Record excerpts Block Start

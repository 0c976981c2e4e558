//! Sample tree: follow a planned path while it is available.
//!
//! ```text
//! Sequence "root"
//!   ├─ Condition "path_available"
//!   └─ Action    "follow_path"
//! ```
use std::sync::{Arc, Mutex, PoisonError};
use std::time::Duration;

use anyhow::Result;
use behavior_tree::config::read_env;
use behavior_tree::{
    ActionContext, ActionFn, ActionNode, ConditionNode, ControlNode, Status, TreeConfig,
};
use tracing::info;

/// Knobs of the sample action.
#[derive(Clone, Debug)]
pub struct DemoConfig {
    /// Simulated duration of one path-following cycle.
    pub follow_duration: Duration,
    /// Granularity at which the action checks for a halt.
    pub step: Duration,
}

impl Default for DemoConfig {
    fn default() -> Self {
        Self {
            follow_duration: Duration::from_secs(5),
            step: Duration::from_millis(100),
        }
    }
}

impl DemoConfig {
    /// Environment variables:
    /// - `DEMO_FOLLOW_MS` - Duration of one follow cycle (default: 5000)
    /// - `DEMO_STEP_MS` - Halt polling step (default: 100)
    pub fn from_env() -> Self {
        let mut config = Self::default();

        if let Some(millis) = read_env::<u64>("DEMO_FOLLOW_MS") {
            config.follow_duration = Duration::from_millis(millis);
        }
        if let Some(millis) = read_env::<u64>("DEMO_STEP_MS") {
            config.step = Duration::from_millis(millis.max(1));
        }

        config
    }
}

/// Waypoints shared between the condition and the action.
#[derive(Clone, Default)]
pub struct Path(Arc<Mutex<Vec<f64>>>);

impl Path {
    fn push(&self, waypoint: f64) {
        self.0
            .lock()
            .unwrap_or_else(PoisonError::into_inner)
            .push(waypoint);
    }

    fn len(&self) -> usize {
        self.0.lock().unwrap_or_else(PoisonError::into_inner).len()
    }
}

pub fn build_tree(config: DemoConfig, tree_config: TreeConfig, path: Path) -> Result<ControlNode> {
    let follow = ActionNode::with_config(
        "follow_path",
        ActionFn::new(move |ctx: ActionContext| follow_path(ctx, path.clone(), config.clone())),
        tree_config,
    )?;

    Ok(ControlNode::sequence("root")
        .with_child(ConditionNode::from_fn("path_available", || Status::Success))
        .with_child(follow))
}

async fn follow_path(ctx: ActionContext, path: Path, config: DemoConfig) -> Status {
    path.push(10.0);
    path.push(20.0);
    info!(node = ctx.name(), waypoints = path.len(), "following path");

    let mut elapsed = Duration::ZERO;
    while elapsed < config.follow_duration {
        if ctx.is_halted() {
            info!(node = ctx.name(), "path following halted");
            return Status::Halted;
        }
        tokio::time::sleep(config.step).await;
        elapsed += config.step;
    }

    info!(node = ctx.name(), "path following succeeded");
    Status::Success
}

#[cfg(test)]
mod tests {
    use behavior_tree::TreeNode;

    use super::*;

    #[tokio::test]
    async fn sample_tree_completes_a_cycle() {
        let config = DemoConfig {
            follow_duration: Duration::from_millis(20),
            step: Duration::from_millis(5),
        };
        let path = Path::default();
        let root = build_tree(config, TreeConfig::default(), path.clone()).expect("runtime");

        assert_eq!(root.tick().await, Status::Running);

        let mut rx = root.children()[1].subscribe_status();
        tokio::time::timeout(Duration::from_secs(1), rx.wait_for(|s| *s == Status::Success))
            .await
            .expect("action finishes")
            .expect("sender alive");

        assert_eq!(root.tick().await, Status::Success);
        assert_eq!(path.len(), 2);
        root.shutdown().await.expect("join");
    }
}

Record excerpts Block End
Record excerpts Block Start

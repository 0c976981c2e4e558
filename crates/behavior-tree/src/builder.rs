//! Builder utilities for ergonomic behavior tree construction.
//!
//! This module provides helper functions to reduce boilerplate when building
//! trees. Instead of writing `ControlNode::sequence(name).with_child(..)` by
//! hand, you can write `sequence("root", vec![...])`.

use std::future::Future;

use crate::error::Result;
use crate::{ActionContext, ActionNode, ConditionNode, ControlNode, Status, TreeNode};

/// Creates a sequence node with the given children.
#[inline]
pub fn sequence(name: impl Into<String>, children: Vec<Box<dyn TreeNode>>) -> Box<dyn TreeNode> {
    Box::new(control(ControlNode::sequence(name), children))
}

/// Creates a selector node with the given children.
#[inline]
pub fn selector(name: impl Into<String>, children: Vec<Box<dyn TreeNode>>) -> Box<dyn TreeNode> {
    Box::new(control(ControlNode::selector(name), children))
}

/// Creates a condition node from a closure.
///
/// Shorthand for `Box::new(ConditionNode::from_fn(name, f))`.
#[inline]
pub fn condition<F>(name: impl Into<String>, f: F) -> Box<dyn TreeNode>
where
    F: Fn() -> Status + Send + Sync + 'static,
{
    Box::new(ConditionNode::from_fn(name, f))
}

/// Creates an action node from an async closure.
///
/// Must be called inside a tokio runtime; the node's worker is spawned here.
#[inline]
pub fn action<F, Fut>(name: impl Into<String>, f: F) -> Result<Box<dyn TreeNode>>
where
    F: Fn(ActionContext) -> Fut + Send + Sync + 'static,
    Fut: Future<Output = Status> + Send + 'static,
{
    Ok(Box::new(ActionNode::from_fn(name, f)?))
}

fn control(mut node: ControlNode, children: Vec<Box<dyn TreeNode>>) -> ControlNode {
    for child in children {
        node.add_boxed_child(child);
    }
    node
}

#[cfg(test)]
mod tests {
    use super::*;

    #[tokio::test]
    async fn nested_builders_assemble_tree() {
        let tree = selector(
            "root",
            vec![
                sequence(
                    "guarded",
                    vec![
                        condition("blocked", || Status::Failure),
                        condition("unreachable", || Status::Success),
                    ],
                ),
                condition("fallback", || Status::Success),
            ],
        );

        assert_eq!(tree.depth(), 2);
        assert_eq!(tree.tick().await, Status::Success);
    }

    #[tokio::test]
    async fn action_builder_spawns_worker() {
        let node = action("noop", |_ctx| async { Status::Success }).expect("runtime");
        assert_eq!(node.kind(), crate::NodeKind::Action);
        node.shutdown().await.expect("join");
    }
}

Record excerpts Block End

→ **Action item**
Copy each line from the data above that includes "TreeConfig".

→ **Worked solution**
    ActionContext, ActionFn, ActionNode, ConditionNode, ControlNode, Status, TreeConfig,
pub fn build_tree(config: DemoConfig, tree_config: TreeConfig, path: Path) -> Result<ControlNode> {
        let root = build_tree(config, TreeConfig::default(), path.clone()).expect("runtime");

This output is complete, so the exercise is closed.